▶ [Exercise goal]: Line count for "delivered": give the number of lines in the records below that hold it, and nothing else.

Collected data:
*-*-*
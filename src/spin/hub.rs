use std::collections::HashMap;
use std::sync::{Mutex, PoisonError};

use serde::{Deserialize, Serialize};
use tokio::sync::broadcast;
use uuid::Uuid;

/// One wheel-spin animation, broadcast by the kuri admin so every member
/// watching sees the same spin.
#[derive(Debug, Clone, Serialize, Deserialize)]
#[serde(rename_all = "camelCase")]
pub struct SpinEvent {
    pub easing: String,
    pub speed: f64,
    pub rotates: u32,
    pub winner: String,
    pub admin_id: Uuid,
    /// Unix milliseconds at publish time.
    pub timestamp: i64,
}

/// Fire-and-forget fan-out keyed by kuri id. Delivery is at-most-once per
/// subscriber; anyone who reconnects misses what was published in the gap.
#[derive(Default)]
pub struct SpinHub {
    channels: Mutex<HashMap<Uuid, broadcast::Sender<SpinEvent>>>,
}

impl SpinHub {
    pub fn subscribe(&self, kuri_id: Uuid) -> broadcast::Receiver<SpinEvent> {
        let mut channels = self
            .channels
            .lock()
            .unwrap_or_else(PoisonError::into_inner);
        channels
            .entry(kuri_id)
            .or_insert_with(|| broadcast::channel(16).0)
            .subscribe()
    }

    /// Returns how many subscribers the event reached. Channels with no
    /// remaining subscribers are dropped.
    pub fn publish(&self, kuri_id: Uuid, event: SpinEvent) -> usize {
        let mut channels = self
            .channels
            .lock()
            .unwrap_or_else(PoisonError::into_inner);
        let delivered = match channels.get(&kuri_id) {
            Some(sender) => sender.send(event).unwrap_or(0),
            None => 0,
        };
        if delivered == 0 {
            channels.remove(&kuri_id);
        }
        delivered
    }
}

#[cfg(test)]
mod tests {
    use super::*;

    fn event() -> SpinEvent {
        SpinEvent {
            easing: "easeOutCubic".into(),
            speed: 1.5,
            rotates: 8,
            winner: "Alice".into(),
            admin_id: Uuid::new_v4(),
            timestamp: 1_760_000_000_000,
        }
    }

    #[tokio::test]
    async fn subscribers_receive_spins_for_their_kuri() {
        let hub = SpinHub::default();
        let kuri_id = Uuid::new_v4();
        let mut rx = hub.subscribe(kuri_id);

        assert_eq!(hub.publish(kuri_id, event()), 1);
        let received = rx.recv().await.unwrap();
        assert_eq!(received.winner, "Alice");
    }

    #[tokio::test]
    async fn spins_do_not_cross_kuris() {
        let hub = SpinHub::default();
        let watched = Uuid::new_v4();
        let other = Uuid::new_v4();
        let mut rx = hub.subscribe(watched);

        assert_eq!(hub.publish(other, event()), 0);
        assert!(rx.try_recv().is_err());
    }

    #[test]
    fn publishing_into_the_void_reaches_nobody() {
        let hub = SpinHub::default();
        assert_eq!(hub.publish(Uuid::new_v4(), event()), 0);
    }
}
*-*-*
▶ [Output]: 3